Health experts recommend that all adults log at least seven hours of sleep a night. Sufficient sleep can help you get sick less often, remain at a healthy weight, reduce stress, and make better decisions. However, not sleeping enough can lead to plenty of problems, possibly even an increased risk of dementia.

Researchers from University College London and INSERM looked at the sleeping habits of people in their 50s and 60s and discovered that those who got six or fewer hours of sleep per night were more apt to develop dementia. The findings were recently published the journal Nature Communications.


Dr. Séverine Sabia from UCL Epidemiology & Public Health and INSERM served as lead author on the study.

She says, “Sleep problems are known to occur in people with dementia, but it remains unclear whether sleep duration in midlife affects the risk of developing dementia at older ages. Here, by using a very long follow-up period, we have found that short duration sleep in midlife, assessed more than 25 years before mean age at dementia onset, is associated with dementia risk in late life.

“While we cannot confirm that not sleeping enough actually increases the risk of dementia, there are plenty of reasons why a good night’s sleep might be good for brain health. These findings confirm the importance of sleep hygiene for health.”

To conduct the research, data from nearly 8,000 British adults who took part in the Whitehall II cohort study were used. That’s a long-running health study that has investigated topics including stress and aging.
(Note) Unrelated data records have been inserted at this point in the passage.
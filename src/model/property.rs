//! Property identifiers and the logical-property lookup table.
//!
//! Archive producers disagree on which identifier carries a given field, so
//! every [`LogicalProperty`] maps to an ordered list of candidate tags. The
//! first tag that yields a non-empty value wins.

/// Numeric property identifier (the upper 16 bits of a MAPI property tag).
pub type PropertyTag = u16;

pub const PR_MESSAGE_CLASS: PropertyTag = 0x001A;
pub const PR_SUBJECT: PropertyTag = 0x0037;
pub const PR_SENT_REPRESENTING_NAME: PropertyTag = 0x0042;
pub const PR_SENT_REPRESENTING_EMAIL_ADDRESS: PropertyTag = 0x0065;
pub const PR_ORIGINAL_SENDER_EMAIL_ADDRESS: PropertyTag = 0x0067;
pub const PR_SENDER_NAME: PropertyTag = 0x0C1A;
pub const PR_SENDER_EMAIL_ADDRESS: PropertyTag = 0x0C1F;
pub const PR_DISPLAY_CC: PropertyTag = 0x0E03;
pub const PR_DISPLAY_TO: PropertyTag = 0x0E04;
pub const PR_MESSAGE_FLAGS: PropertyTag = 0x0E07;
pub const PR_DISPLAY_NAME: PropertyTag = 0x3001;
pub const PR_EMAIL_ADDRESS: PropertyTag = 0x3003;
pub const PR_ATTACH_EXTENSION: PropertyTag = 0x3703;
pub const PR_ATTACH_FILENAME: PropertyTag = 0x3704;
pub const PR_ATTACH_LONG_FILENAME: PropertyTag = 0x3707;
pub const PR_SMTP_ADDRESS: PropertyTag = 0x39FE;
pub const PR_SENDER_SMTP_ADDRESS: PropertyTag = 0x5D01;
pub const PR_SENT_REPRESENTING_SMTP_ADDRESS: PropertyTag = 0x5D02;

/// `PR_MESSAGE_FLAGS` bit set on items authored by the mailbox owner
/// (`mfFromMe`). Not to be confused with `0x10` (has attachments) or `0x40`
/// (associated, i.e. hidden folder-associated items).
pub const MSGFLAG_FROMME: u32 = 0x0000_0020;

/// Declared value type of a property entry.
#[derive(Debug, Clone, Copy, PartialEq, Eq, serde::Serialize, serde::Deserialize)]
#[serde(from = "u16", into = "u16")]
pub enum ValueType {
    /// `PT_LONG`: 32-bit little-endian integer.
    Integer32,
    /// `PT_STRING8`: single-byte string in the archive's code page.
    String8,
    /// `PT_UNICODE`: UTF-16LE string.
    Unicode,
    /// `PT_BINARY`: opaque bytes.
    Binary,
    /// Any other type code.
    Other(u16),
}

impl From<u16> for ValueType {
    fn from(code: u16) -> Self {
        match code {
            0x0003 => Self::Integer32,
            0x001E => Self::String8,
            0x001F => Self::Unicode,
            0x0102 => Self::Binary,
            other => Self::Other(other),
        }
    }
}

impl From<ValueType> for u16 {
    fn from(value_type: ValueType) -> Self {
        match value_type {
            ValueType::Integer32 => 0x0003,
            ValueType::String8 => 0x001E,
            ValueType::Unicode => 0x001F,
            ValueType::Binary => 0x0102,
            ValueType::Other(code) => code,
        }
    }
}

/// One raw property entry as enumerated by the archive reader.
#[derive(Debug, Clone, PartialEq, Eq)]
pub struct PropertyEntry {
    pub tag: PropertyTag,
    pub value_type: ValueType,
    pub data: Vec<u8>,
}

impl PropertyEntry {
    pub fn new(tag: PropertyTag, value_type: ValueType, data: Vec<u8>) -> Self {
        Self {
            tag,
            value_type,
            data,
        }
    }

    /// Build a `PT_UNICODE` entry from text (NUL-terminated, as archives store it).
    pub fn unicode(tag: PropertyTag, text: &str) -> Self {
        let mut data: Vec<u8> = text.encode_utf16().flat_map(u16::to_le_bytes).collect();
        data.extend_from_slice(&[0, 0]);
        Self::new(tag, ValueType::Unicode, data)
    }

    /// Build a `PT_LONG` entry.
    pub fn integer(tag: PropertyTag, value: u32) -> Self {
        Self::new(tag, ValueType::Integer32, value.to_le_bytes().to_vec())
    }
}

/// A named semantic field, independent of its storage identifier.
#[derive(Debug, Clone, Copy, PartialEq, Eq, Hash)]
pub enum LogicalProperty {
    MessageClass,
    Subject,
    SenderName,
    SenderEmail,
    FromName,
    FromEmail,
    DisplayTo,
    DisplayCc,
    MessageFlags,
    AttachmentFilename,
}

impl LogicalProperty {
    /// Candidate identifiers, in priority order.
    pub fn tags(self) -> &'static [PropertyTag] {
        match self {
            Self::MessageClass => &[PR_MESSAGE_CLASS],
            Self::Subject => &[PR_SUBJECT],
            Self::SenderName => &[PR_SENDER_NAME],
            Self::SenderEmail => &[PR_SENDER_EMAIL_ADDRESS],
            Self::FromName => &[PR_SENT_REPRESENTING_NAME],
            Self::FromEmail => &[PR_SENT_REPRESENTING_EMAIL_ADDRESS],
            Self::DisplayTo => &[PR_DISPLAY_TO],
            Self::DisplayCc => &[PR_DISPLAY_CC],
            Self::MessageFlags => &[PR_MESSAGE_FLAGS],
            Self::AttachmentFilename => &[
                PR_ATTACH_LONG_FILENAME,
                PR_ATTACH_FILENAME,
                PR_DISPLAY_NAME,
                PR_ATTACH_EXTENSION,
            ],
        }
    }
}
The participants had self-reported their sleep duration six times between 1985 and 1988, when they ranged in age from 35 to 55, and from 2015 through 2016, when they were between the ages of 63 and 86. Some also wore watch accelerometers to get a more objective figure. These steps allowed the team to look at the sleep patterns of each person at the age of 50, 60, and 70.


By 2019, 521 of the participants had developed dementia. Those who had gotten six or fewer hours of sleep each night during middle age were found to be 30% more likely to develop dementia as they aged than those who had had at least seven hours. There did not appear to be a connection between dementia and sleeping for eight or more hours. Researchers found this increased risk across the board and did not see different numbers based on mental health, heart health, or any specific demographics.

Dr. Archana Singh-Manoux from UCL Epidemiology & Public Health and INSERM, senior author, says, “We know that sleep is important to our brain health, as it is involved in learning and memory, waste clearance from the brain, and the ability of our brain cells to remain healthy. A better understanding of how sleep features might shape our risk of dementia is needed, as this might help researchers develop new ways to reduce the risk of dementia, or to delay its progression.”

Other studies have found an increased risk of dementia in elderly people who reported five or fewer hours of sleep a night.